No entréis aquí jamás, hipócritas, beatos, viejos camanduleros, gazmoños, mojigatos…
FRANÇOIS RABELAIS
Quien disfrute leyendo a Rabelais, ese auténtico gran genio francés, recibirá seguramente con agrado este libro que, a pesar de su título, no va dirigida ni a niños pequeños ni a jovencitas ruborosas.
¡Malditos sean los pudores (todos verbales) de una época castrada que, bajo su manto de hipocresía, con harta frecuencia no huelen más que a neurosis y veneno! Y malditos sean también los latinos puros: yo soy celta.
Por eso he querido hacer un libro sano, que fuese a la vez galo, épico y rabelesiano; un libro por el que fluyera la savia, la vida, el entusiasmo; y la risa, aquella gran risa alborotada que sacudía las barrigas de nuestros antepasados: bebedores ilustres y espléndidos gotosos.
Por tanto, no he titubeado ante la expresión cruda, siempre que fuera sabrosa, ni ante el gesto ligero, a condición de que fuese épico.
He querido reconstruir un instante de mi vida de niño, de nuestra vida entusiasta y brutal de salvajes vigorosos, en lo que tuvo de franca y heroica, es decir, liberada de las hipocresías de la familia y de la escuela.
Se comprenderá que, para semejante tema, me haya sido imposible limitarme al vocabulario de Racine.
Podría pretextar afán de sinceridad si quisiera hacerme perdonar las palabras atrevidas y las expresiones fuertes de mis protagonistas. Pero nadie está obligado a leerme. Y después de este prefacio y de la cita de Rabelais que adorna la portadilla, no reconozco el derecho a las lamentaciones a ningún cocodrilo, laico o religioso, ávido de unas normas morales más o menos repulsivas.

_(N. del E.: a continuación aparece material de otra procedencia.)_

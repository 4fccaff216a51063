//! Domain types exchanged with the time-series engine.

use std::collections::BTreeMap;

use chrono::{DateTime, Utc};
use serde::{Deserialize, Serialize};
use tsgate_core::{Error, FluxDuration, Result};

// ---------------------------------------------------------------
// Points
// ---------------------------------------------------------------

/// A single telemetry point. Immutable once constructed.
#[derive(Debug, Clone, PartialEq, Serialize)]
pub struct Point {
    measurement: String,
    tags: BTreeMap<String, String>,
    fields: BTreeMap<String, f64>,
    timestamp: DateTime<Utc>,
    #[serde(skip)]
    timestamp_ns: i64,
}

impl Point {
    /// Construct a point, checking the structural invariants:
    /// non-empty measurement, at least one finite field, no line breaks in
    /// any name or value, and a timestamp representable in nanoseconds.
    ///
    /// A measurement starting with `#` would be read as a comment line, and
    /// a trailing `\` would escape the delimiter after it; both are rejected.
    pub fn new(
        measurement: impl Into<String>,
        tags: BTreeMap<String, String>,
        fields: BTreeMap<String, f64>,
        timestamp: DateTime<Utc>,
    ) -> Result<Self> {
        let measurement = measurement.into();
        if measurement.is_empty() {
            return Err(Error::validation("measurement must not be empty"));
        }
        if fields.is_empty() {
            return Err(Error::validation("a point needs at least one field"));
        }
        check_token("measurement", &measurement)?;
        if measurement.starts_with('#') {
            return Err(Error::validation("measurement must not start with '#'"));
        }
        for (k, v) in &tags {
            if k.is_empty() || v.is_empty() {
                return Err(Error::validation("tag keys and values must not be empty"));
            }
            check_token("tag key", k)?;
            check_token("tag value", v)?;
        }
        for (k, v) in &fields {
            if k.is_empty() {
                return Err(Error::validation("field keys must not be empty"));
            }
            check_token("field key", k)?;
            if !v.is_finite() {
                return Err(Error::validation(format!("field {} is not a finite number", k)));
            }
        }
        let timestamp_ns = timestamp
            .timestamp_nanos_opt()
            .ok_or_else(|| Error::validation("timestamp is outside the nanosecond range"))?;

        Ok(Self {
            measurement,
            tags,
            fields,
            timestamp,
            timestamp_ns,
        })
    }

    pub fn measurement(&self) -> &str {
        &self.measurement
    }

    pub fn tags(&self) -> &BTreeMap<String, String> {
        &self.tags
    }

    pub fn tag(&self, key: &str) -> Option<&str> {
        self.tags.get(key).map(String::as_str)
    }

    pub fn fields(&self) -> &BTreeMap<String, f64> {
        &self.fields
    }

    pub fn timestamp(&self) -> DateTime<Utc> {
        self.timestamp
    }

    /// Timestamp as nanoseconds since the Unix epoch.
    pub fn timestamp_ns(&self) -> i64 {
        self.timestamp_ns
    }

    /// Encode as one line of InfluxDB line protocol.
    pub fn to_line_protocol(&self) -> String {
        crate::line_protocol::encode(self)
    }
}

fn check_token(what: &str, value: &str) -> Result<()> {
    if value.chars().any(|c| c == '\n' || c == '\r') {
        return Err(Error::validation(format!("{} must not contain line breaks", what)));
    }
    if value.ends_with('\\') {
        return Err(Error::validation(format!("{} must not end with a backslash", what)));
    }
    Ok(())
}

// ---------------------------------------------------------------
// Buckets
// ---------------------------------------------------------------

/// How long a bucket keeps data. `every_seconds == 0` means forever.
#[derive(Debug, Clone, Copy, PartialEq, Eq, Serialize, Deserialize)]
pub struct RetentionPolicy {
    pub every_seconds: u64,
}

impl RetentionPolicy {
    pub fn infinite() -> Self {
        Self { every_seconds: 0 }
    }

    pub fn is_infinite(&self) -> bool {
        self.every_seconds == 0
    }
}

impl std::fmt::Display for RetentionPolicy {
    fn fmt(&self, f: &mut std::fmt::Formatter<'_>) -> std::fmt::Result {
        if self.is_infinite() {
            write!(f, "infinite")
        } else {
            write!(f, "{}s", self.every_seconds)
        }
    }
}

/// A bucket descriptor as reported by the engine.
#[derive(Debug, Clone, PartialEq, Eq, Serialize, Deserialize)]
pub struct Bucket {
    pub id: String,
    pub name: String,
    pub org_id: String,
    pub retention: RetentionPolicy,
}

// ---------------------------------------------------------------
// Tasks and runs
// ---------------------------------------------------------------

#[derive(Debug, Clone, Copy, PartialEq, Eq, Serialize, Deserialize)]
#[serde(rename_all = "lowercase")]
pub enum TaskStatus {
    Active,
    Inactive,
}

impl std::fmt::Display for TaskStatus {
    fn fmt(&self, f: &mut std::fmt::Formatter<'_>) -> std::fmt::Result {
        match self {
            TaskStatus::Active => write!(f, "active"),
            TaskStatus::Inactive => write!(f, "inactive"),
        }
    }
}

/// A periodic job registered with the engine.
#[derive(Debug, Clone, PartialEq, Eq, Serialize, Deserialize)]
pub struct Task {
    pub id: String,
    pub name: String,
    pub status: TaskStatus,
    #[serde(skip_serializing_if = "Option::is_none")]
    pub every: Option<String>,
    pub flux: String,
}

/// What the gateway submits when creating or updating a task.
#[derive(Debug, Clone, PartialEq, Eq)]
pub struct TaskDefinition {
    pub name: String,
    pub every: FluxDuration,
    /// Complete task script, including the `option task` header.
    pub flux: String,
    pub description: Option<String>,
}

/// Run status as reported by the engine.
#[derive(Debug, Clone, Copy, PartialEq, Eq, Serialize, Deserialize)]
#[serde(rename_all = "lowercase")]
pub enum RunStatus {
    Scheduled,
    #[serde(alias = "started")]
    Running,
    Success,
    Failed,
    Canceled,
}

impl std::fmt::Display for RunStatus {
    fn fmt(&self, f: &mut std::fmt::Formatter<'_>) -> std::fmt::Result {
        let s = match self {
            RunStatus::Scheduled => "scheduled",
            RunStatus::Running => "running",
            RunStatus::Success => "success",
            RunStatus::Failed => "failed",
            RunStatus::Canceled => "canceled",
        };
        f.write_str(s)
    }
}

/// One execution of a task.
#[derive(Debug, Clone, PartialEq, Eq, Serialize, Deserialize)]
pub struct Run {
    pub id: String,
    pub task_id: String,
    pub status: RunStatus,
    #[serde(skip_serializing_if = "Option::is_none")]
    pub started_at: Option<DateTime<Utc>>,
}

// ---------------------------------------------------------------
// Queries and results
// ---------------------------------------------------------------

/// A query body plus the parameters bound to it.
///
/// The body is expected to reference parameters as `params.<name>`; values
/// never appear in the body text.
#[derive(Debug, Clone, PartialEq, Serialize)]
pub struct Query {
    body: String,
    params: serde_json::Map<String, serde_json::Value>,
}

impl Query {
    pub fn new(body: impl Into<String>) -> Self {
        Self {
            body: body.into(),
            params: serde_json::Map::new(),
        }
    }

    /// Bind a named parameter.
    pub fn bind(mut self, name: &str, value: impl Into<serde_json::Value>) -> Self {
        self.params.insert(name.to_string(), value.into());
        self
    }

    pub fn body(&self) -> &str {
        &self.body
    }

    pub fn params(&self) -> &serde_json::Map<String, serde_json::Value> {
        &self.params
    }

    pub fn param_str(&self, name: &str) -> Option<&str> {
        self.params.get(name).and_then(|v| v.as_str())
    }
}

/// Column metadata from an annotated CSV response.
#[derive(Debug, Clone, PartialEq, Eq, Serialize)]
pub struct FluxColumn {
    pub name: String,
    pub data_type: String,
    pub group: bool,
}

/// One row of a result table: column name to typed value.
#[derive(Debug, Clone, PartialEq, Serialize)]
pub struct FluxRecord {
    pub table: i64,
    #[serde(flatten)]
    pub values: BTreeMap<String, serde_json::Value>,
}

impl FluxRecord {
    pub fn get(&self, column: &str) -> Option<&serde_json::Value> {
        self.values.get(column)
    }

    pub fn value(&self) -> Option<f64> {
        self.get("_value").and_then(|v| v.as_f64())
    }

    pub fn measurement(&self) -> Option<&str> {
        self.get("_measurement").and_then(|v| v.as_str())
    }

    pub fn time(&self) -> Option<DateTime<Utc>> {
        self.get("_time")
            .and_then(|v| v.as_str())
            .and_then(|s| DateTime::parse_from_rfc3339(s).ok())
            .map(|t| t.with_timezone(&Utc))
    }
}

/// A result table: records sharing the same group key.
#[derive(Debug, Clone, PartialEq, Serialize)]
pub struct FluxTable {
    pub index: i64,
    pub columns: Vec<FluxColumn>,
    pub records: Vec<FluxRecord>,
}

/// Flatten tables into their records, in table order.
pub fn flatten_records(tables: Vec<FluxTable>) -> Vec<FluxRecord> {
    tables.into_iter().flat_map(|t| t.records).collect()
}

/// Column-oriented time/value series used for charts.
#[derive(Debug, Clone, Default, PartialEq, Serialize)]
pub struct Frame {
    pub time: Vec<DateTime<Utc>>,
    pub value: Vec<f64>,
}

impl Frame {
    /// Collect every record that has both a time and a numeric value,
    /// ordered by time.
    pub fn from_tables(tables: &[FluxTable]) -> Self {
        let mut rows: Vec<(DateTime<Utc>, f64)> = tables
            .iter()
            .flat_map(|t| t.records.iter())
            .filter_map(|r| Some((r.time()?, r.value()?)))
            .collect();
        rows.sort_by_key(|(t, _)| *t);

        let (time, value): (Vec<_>, Vec<_>) = rows.into_iter().unzip();
        Self { time, value }
    }

    pub fn len(&self) -> usize {
        self.time.len()
    }

    pub fn is_empty(&self) -> bool {
        self.time.is_empty()
    }
}

#[cfg(test)]
mod tests {
    use super::*;

    fn fields(v: f64) -> BTreeMap<String, f64> {
        BTreeMap::from([("field1".to_string(), v)])
    }

    #[test]
    fn test_point_rejects_empty_fields() {
        let err = Point::new("cpu", BTreeMap::new(), BTreeMap::new(), Utc::now());
        assert!(matches!(err, Err(Error::Validation(_))));
    }

    #[test]
    fn test_point_rejects_line_breaks() {
        let tags = BTreeMap::from([(
            "tenant_id".to_string(),
            "user1\ncpu,tenant_id=user2 field1=1".to_string(),
        )]);
        assert!(Point::new("cpu", tags, fields(1.0), Utc::now()).is_err());
        assert!(Point::new("cpu\r", BTreeMap::new(), fields(1.0), Utc::now()).is_err());
    }

    #[test]
    fn test_point_rejects_comment_and_dangling_escape() {
        let err = Point::new("#cpu", BTreeMap::new(), fields(1.0), Utc::now()).unwrap_err();
        assert!(matches!(err, Error::Validation(_)));
        assert!(Point::new("c#pu", BTreeMap::new(), fields(1.0), Utc::now()).is_ok());

        let tags = BTreeMap::from([("tenant_id".to_string(), "user1\\".to_string())]);
        assert!(matches!(
            Point::new("cpu", tags, fields(1.0), Utc::now()),
            Err(Error::Validation(_))
        ));
        assert!(Point::new("cpu\\", BTreeMap::new(), fields(1.0), Utc::now()).is_err());
    }

    #[test]
    fn test_point_rejects_non_finite() {
        assert!(Point::new("cpu", BTreeMap::new(), fields(f64::NAN), Utc::now()).is_err());
        assert!(Point::new("cpu", BTreeMap::new(), fields(f64::INFINITY), Utc::now()).is_err());
    }

    #[test]
    fn test_query_binds_params() {
        let q = Query::new("from(bucket: params.bucket)").bind("bucket", "raw");
        assert_eq!(q.param_str("bucket"), Some("raw"));
        assert_eq!(q.body(), "from(bucket: params.bucket)");
    }

    #[test]
    fn test_frame_orders_by_time() {
        let rec = |t: &str, v: f64| FluxRecord {
            table: 0,
            values: BTreeMap::from([
                ("_time".to_string(), serde_json::json!(t)),
                ("_value".to_string(), serde_json::json!(v)),
            ]),
        };
        let table = FluxTable {
            index: 0,
            columns: Vec::new(),
            records: vec![
                rec("2024-01-01T00:00:02Z", 2.0),
                rec("2024-01-01T00:00:01Z", 1.0),
                FluxRecord {
                    table: 0,
                    values: BTreeMap::from([("_value".to_string(), serde_json::json!("x"))]),
                },
            ],
        };
        let frame = Frame::from_tables(&[table]);
        assert_eq!(frame.len(), 2);
        assert_eq!(frame.value, vec![1.0, 2.0]);
    }

    #[test]
    fn test_run_status_accepts_started() {
        let s: RunStatus = serde_json::from_str("\"started\"").unwrap();
        assert_eq!(s, RunStatus::Running);
    }
}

Por lo demás, y ésta es mi mejor excusa, he concebido este libro en un estado de exultación, lo he escrito con placer, ha divertido a algunos amigos y ha hecho reír a mi editor[1]: tengo derecho a esperar que agrade a los «hombres de buena voluntad» según el evangelio de Jesús y, por lo que se refiere a los demás, como dice Pacho, uno de mis protagonistas, me importan un pito.